Data excerpts
————
//! # Desk Configuration
//!
//! Store identity, billing rules and log filter, loaded once at startup.
//!
//! ## Configuration Sources
//! ```text
//! ┌─────────────────────────────────────────────────────────────────────────┐
//! │                    Configuration Priority                               │
//! │                                                                         │
//! │  1. Environment Variables (highest priority)                           │
//! │     CHALLAN_STORE_NAME="Sharma General Stores"                         │
//! │     CHALLAN_GST_RATE=12        (percent)                               │
//! │     CHALLAN_LINE_TAX=product_rate                                      │
//! │     CHALLAN_LOG=debug                                                  │
//! │                                                                         │
//! │  2. TOML Config File                                                   │
//! │     --config <path>, or the platform config dir:                       │
//! │     ~/.config/purchase-desk/desk.toml (Linux)                          │
//! │                                                                         │
//! │  3. Default Values (lowest priority)                                   │
//! │     18% GST, fixed 9% SGST/CGST on bill lines                          │
//! └─────────────────────────────────────────────────────────────────────────┘
//! ```
//!
//! ## Configuration File Format
//! ```toml
//! [store]
//! name = "Sharma General Stores"
//! currency_symbol = "₹"
//! currency_decimals = 2
//!
//! [billing]
//! default_gst_rate_bps = 1800
//! line_tax = "fixed"           # fixed | product_rate
//! fixed_component_bps = 900
//!
//! [logging]
//! filter = "info,purchase_desk=debug,challan_core=debug"
//! ```
//!
//! ## Thread Safety
//! Read-only after startup, so no mutex.

use serde::{Deserialize, Serialize};
use std::path::PathBuf;
use tracing::{debug, info, warn};
use tracing_subscriber::EnvFilter;

use challan_core::{
    BillingPolicy, LineTaxPolicy, Money, Rate, DEFAULT_GST_RATE_BPS, FIXED_TAX_COMPONENT_BPS,
    MAX_RATE_BPS,
};

use crate::error::{ConfigError, ConfigResult};

// =============================================================================
// Sections
// =============================================================================

/// Store identity, shown on bill printouts and in log lines.
#[derive(Debug, Clone, Serialize, Deserialize)]
pub struct StoreSettings {
    #[serde(default = "default_store_name")]
    pub name: String,

    #[serde(default = "default_currency_symbol")]
    pub currency_symbol: String,

    /// Decimal places when formatting amounts (0 to 2; money is kept in paise).
    #[serde(default = "default_currency_decimals")]
    pub currency_decimals: u8,
}

fn default_store_name() -> String {
    "Purchase Desk".to_string()
}

fn default_currency_symbol() -> String {
    "₹".to_string()
}

fn default_currency_decimals() -> u8 {
    2
}

impl Default for StoreSettings {
    fn default() -> Self {
        StoreSettings {
            name: default_store_name(),
            currency_symbol: default_currency_symbol(),
            currency_decimals: default_currency_decimals(),
        }
    }
}

/// GST defaults and the bill line tax rule.
#[derive(Debug, Clone, Serialize, Deserialize)]
pub struct BillingSettings {
    /// Applied to stock-in lines without their own rate.
    #[serde(default = "default_gst_rate_bps")]
    pub default_gst_rate_bps: u32,

    #[serde(default)]
    pub line_tax: LineTaxPolicy,

    /// SGST and CGST rate each, under `line_tax = "fixed"`.
    #[serde(default = "default_fixed_component_bps")]
    pub fixed_component_bps: u32,
}

fn default_gst_rate_bps() -> u32 {
    DEFAULT_GST_RATE_BPS
}

fn default_fixed_component_bps() -> u32 {
    FIXED_TAX_COMPONENT_BPS
}

impl Default for BillingSettings {
    fn default() -> Self {
        BillingSettings {
            default_gst_rate_bps: default_gst_rate_bps(),
            line_tax: LineTaxPolicy::default(),
            fixed_component_bps: default_fixed_component_bps(),
        }
    }
}

/// Log filter in `EnvFilter` syntax. `RUST_LOG` still wins at runtime.
#[derive(Debug, Clone, Serialize, Deserialize)]
pub struct LoggingSettings {
    #[serde(default = "default_log_filter")]
    pub filter: String,
}

fn default_log_filter() -> String {
    "info,purchase_desk=debug,challan_core=debug".to_string()
}

impl Default for LoggingSettings {
    fn default() -> Self {
        LoggingSettings {
            filter: default_log_filter(),
        }
    }
}

// =============================================================================
// Desk Configuration
// =============================================================================

/// Complete desk configuration.
#[derive(Debug, Clone, Default, Serialize, Deserialize)]
pub struct DeskConfig {
    #[serde(default)]
    pub store: StoreSettings,

    #[serde(default)]
    pub billing: BillingSettings,

    #[serde(default)]
    pub logging: LoggingSettings,
}

impl DeskConfig {
    /// Loads configuration from file, environment, and defaults.
    ///
    /// ## Load Order (later overrides earlier)
    /// 1. Default values
    /// 2. Config file (desk.toml)
    /// 3. Environment variables
    pub fn load(config_path: Option<PathBuf>) -> ConfigResult<Self> {
        let mut config = Self::default();

        if let Some(path) = config_path.or_else(Self::default_config_path) {
            if path.exists() {
                info!(?path, "Loading desk config from file");
                let contents = std::fs::read_to_string(&path)?;
                config = toml::from_str(&contents)?;
            } else {
                debug!(?path, "Config file not found, using defaults");
            }
        }

        config.apply_env_overrides();
        config.validate()?;

        Ok(config)
    }

    /// Loads config or returns default if load fails.
    pub fn load_or_default(config_path: Option<PathBuf>) -> Self {
        Self::load(config_path).unwrap_or_else(|e| {
            warn!("Failed to load desk config: {}. Using defaults.", e);
            Self::default()
        })
    }

    /// Saves configuration to file.
    pub fn save(&self, config_path: Option<PathBuf>) -> ConfigResult<()> {
        let path = config_path
            .or_else(Self::default_config_path)
            .ok_or_else(|| ConfigError::SaveFailed("No config path available".into()))?;

        if let Some(parent) = path.parent() {
            std::fs::create_dir_all(parent)
                .map_err(|e| ConfigError::SaveFailed(e.to_string()))?;
        }

        let contents = toml::to_string_pretty(self)?;
        std::fs::write(&path, contents).map_err(|e| ConfigError::SaveFailed(e.to_string()))?;

        info!(?path, "Desk config saved");
        Ok(())
    }

    /// Validates the configuration.
    pub fn validate(&self) -> ConfigResult<()> {
        if self.store.name.trim().is_empty() {
            return Err(ConfigError::Invalid("store.name must not be empty".into()));
        }

        if self.store.currency_decimals > 2 {
            return Err(ConfigError::Invalid(format!(
                "store.currency_decimals must be 0, 1 or 2, got {}",
                self.store.currency_decimals
            )));
        }

        if self.billing.default_gst_rate_bps > MAX_RATE_BPS {
            return Err(ConfigError::Invalid(format!(
                "billing.default_gst_rate_bps must be at most {}, got {}",
                MAX_RATE_BPS, self.billing.default_gst_rate_bps
            )));
        }

        if self.billing.fixed_component_bps > MAX_RATE_BPS {
            return Err(ConfigError::Invalid(format!(
                "billing.fixed_component_bps must be at most {}, got {}",
                MAX_RATE_BPS, self.billing.fixed_component_bps
            )));
        }

        EnvFilter::try_new(&self.logging.filter).map_err(|e| {
            ConfigError::Invalid(format!("logging.filter '{}': {}", self.logging.filter, e))
        })?;

        Ok(())
    }

    /// Applies `CHALLAN_*` environment variable overrides.
    fn apply_env_overrides(&mut self) {
        self.apply_overrides(|key| std::env::var(key).ok());
    }

    fn apply_overrides(&mut self, lookup: impl Fn(&str) -> Option<String>) {
        if let Some(name) = lookup("CHALLAN_STORE_NAME") {
            debug!(store_name = %name, "Overriding store name from environment");
            self.store.name = name;
        }

        if let Some(rate) = lookup("CHALLAN_GST_RATE") {
            match rate.trim().parse::<f64>().ok().map(Rate::from_percentage) {
                Some(Ok(parsed)) => self.billing.default_gst_rate_bps = parsed.bps(),
                Some(Err(e)) => warn!(rate = %rate, error = %e, "Ignoring out-of-range CHALLAN_GST_RATE"),
                None => warn!(rate = %rate, "Ignoring unparseable CHALLAN_GST_RATE"),
            }
        }

        if let Some(policy) = lookup("CHALLAN_LINE_TAX") {
            match policy.to_lowercase().as_str() {
                "fixed" => self.billing.line_tax = LineTaxPolicy::Fixed,
                "product_rate" => self.billing.line_tax = LineTaxPolicy::ProductRate,
                _ => warn!(policy = %policy, "Unknown line tax policy in environment"),
            }
        }

        if let Some(filter) = lookup("CHALLAN_LOG") {
            self.logging.filter = filter;
        }
    }

    /// Returns the default config file path.
    fn default_config_path() -> Option<PathBuf> {
        directories::ProjectDirs::from("in", "challan", "purchase-desk")
            .map(|dirs| dirs.config_dir().join("desk.toml"))
    }

    /// Billing rules handed to the core.
    pub fn billing_policy(&self) -> BillingPolicy {
        BillingPolicy {
            default_gst_rate: Rate::from_bps(self.billing.default_gst_rate_bps),
            line_tax: self.billing.line_tax,
            fixed_component: Rate::from_bps(self.billing.fixed_component_bps),
        }
    }

    /// Formats an amount for display with the configured symbol and precision.
    pub fn format_money(&self, amount: Money) -> String {
        let paise = amount.paise();
        let whole = (paise / 100).abs();
        let frac = (paise % 100).abs();
        let sign = if paise < 0 { "-" } else { "" };

        match self.store.currency_decimals {
            0 => format!("{}{}{}", sign, self.store.currency_symbol, whole),
            1 => format!("{}{}{}.{}", sign, self.store.currency_symbol, whole, frac / 10),
            _ => format!("{}{}{}.{:02}", sign, self.store.currency_symbol, whole, frac),
        }
    }
}
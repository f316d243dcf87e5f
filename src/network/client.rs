// HTTP fetcher backed by reqwest.
// Resolves relative locators against the shell origin and captures full responses.

use std::time::Duration;

use async_trait::async_trait;
use reqwest::{
    Client,
    header::{ACCEPT, HeaderMap, HeaderValue, USER_AGENT},
};
use url::Url;

use crate::config::AgentConfig;
use crate::error::{AgentError, Result};
use crate::platform::{Fetcher, Request, Response};

/// Network fetcher used by the CLI host.
pub struct HttpFetcher {
    client: Client,
    origin: Url,
}

impl HttpFetcher {
    /// Create a fetcher for the given origin and timeout.
    pub fn new(origin: Url, timeout: Duration) -> Result<Self> {
        let mut headers = HeaderMap::new();
        headers.insert(ACCEPT, HeaderValue::from_static("*/*"));
        headers.insert(
            USER_AGENT,
            HeaderValue::from_static(concat!("offline-shell/", env!("CARGO_PKG_VERSION"))),
        );

        let client = Client::builder()
            .default_headers(headers)
            .timeout(timeout)
            .build()
            .map_err(AgentError::Http)?;

        Ok(Self { client, origin })
    }

    pub fn from_config(config: &AgentConfig) -> Result<Self> {
        Self::new(
            config.origin_url()?,
            Duration::from_secs(config.fetch_timeout_secs),
        )
    }

    /// Absolute URL for a request, resolving relative paths against the origin.
    fn resolve(&self, url: &str) -> Result<Url> {
        Ok(self.origin.join(url)?)
    }
}

#[async_trait]
impl Fetcher for HttpFetcher {
    async fn fetch(&self, request: &Request) -> Result<Response> {
        let url = self.resolve(&request.url)?;
        tracing::debug!(method = %request.method, url = %url, "Fetching from network");

        let response = self
            .client
            .request(request.method.clone(), url)
            .send()
            .await
            .map_err(AgentError::Http)?;

        let status = response.status().as_u16();
        let final_url = response.url().to_string();
        let headers = response
            .headers()
            .iter()
            .filter_map(|(name, value)| {
                value
                    .to_str()
                    .ok()
                    .map(|v| (name.as_str().to_string(), v.to_string()))
            })
            .collect();
        let body = response.bytes().await?.to_vec();

        Ok(Response {
            url: final_url,
            status,
            headers,
            body,
        })
    }
}
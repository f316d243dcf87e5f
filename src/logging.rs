// Logging setup.
// Installs a tracing subscriber filtered by RUST_LOG, with optional JSON output.

use std::sync::OnceLock;

use tracing_subscriber::{EnvFilter, fmt, layer::SubscriberExt, util::SubscriberInitExt};

/// Set to `json` for machine-readable log lines.
pub const LOG_FORMAT_ENV_VAR: &str = "OFFLINE_SHELL_LOG_FORMAT";

static LOGGER_INITIALIZED: OnceLock<()> = OnceLock::new();

/// Initialize logging once per process. Later calls are no-ops.
pub fn init_logging() {
    LOGGER_INITIALIZED.get_or_init(|| {
        let filter = EnvFilter::try_from_default_env().unwrap_or_else(|_| EnvFilter::new("info"));
        let json = std::env::var(LOG_FORMAT_ENV_VAR).is_ok_and(|v| v.eq_ignore_ascii_case("json"));

        let registry = tracing_subscriber::registry().with(filter);
        let result = if json {
            registry
                .with(fmt::layer().json().with_target(true).with_writer(std::io::stderr))
                .try_init()
        } else {
            registry
                .with(fmt::layer().with_target(false).with_writer(std::io::stderr))
                .try_init()
        };

        // Embedding hosts may already own the global subscriber
        if result.is_err() {
            tracing::debug!("Global tracing subscriber already set");
        }
    });
}
// Error types for the offline cache agent.
// Covers network, cache store, configuration, and host adapter failures.

use thiserror::Error;

#[derive(Error, Debug)]
pub enum AgentError {
    #[error("Network error: {0}")]
    Http(#[from] reqwest::Error),

    #[error("Invalid URL: {0}")]
    Url(#[from] url::ParseError),

    #[error("Unexpected HTTP {status} for {url}")]
    BadStatus { url: String, status: u16 },

    #[error("Install failed while caching {url}: {reason}")]
    Install { url: String, reason: String },

    #[error("Offline and no cached fallback for {0}")]
    NoFallback(String),

    #[error("Cache not found: {0}")]
    CacheNotFound(String),

    #[error("Invalid configuration: {0}")]
    Config(String),

    #[error("Host error: {0}")]
    Host(String),

    #[error("JSON parsing error: {0}")]
    Json(#[from] serde_json::Error),

    #[error("IO error: {0}")]
    Io(#[from] std::io::Error),

    #[error("{0}")]
    Other(String),
}

pub type Result<T> = std::result::Result<T, AgentError>;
————
> _What you will do_
Identify every line above with the string "crate" in it. Copy those lines.

> _Task solution_
use crate::error::{ConfigError, ConfigResult};
use crate::config::AgentConfig;
use crate::error::{AgentError, Result};
use crate::platform::{Fetcher, Request, Response};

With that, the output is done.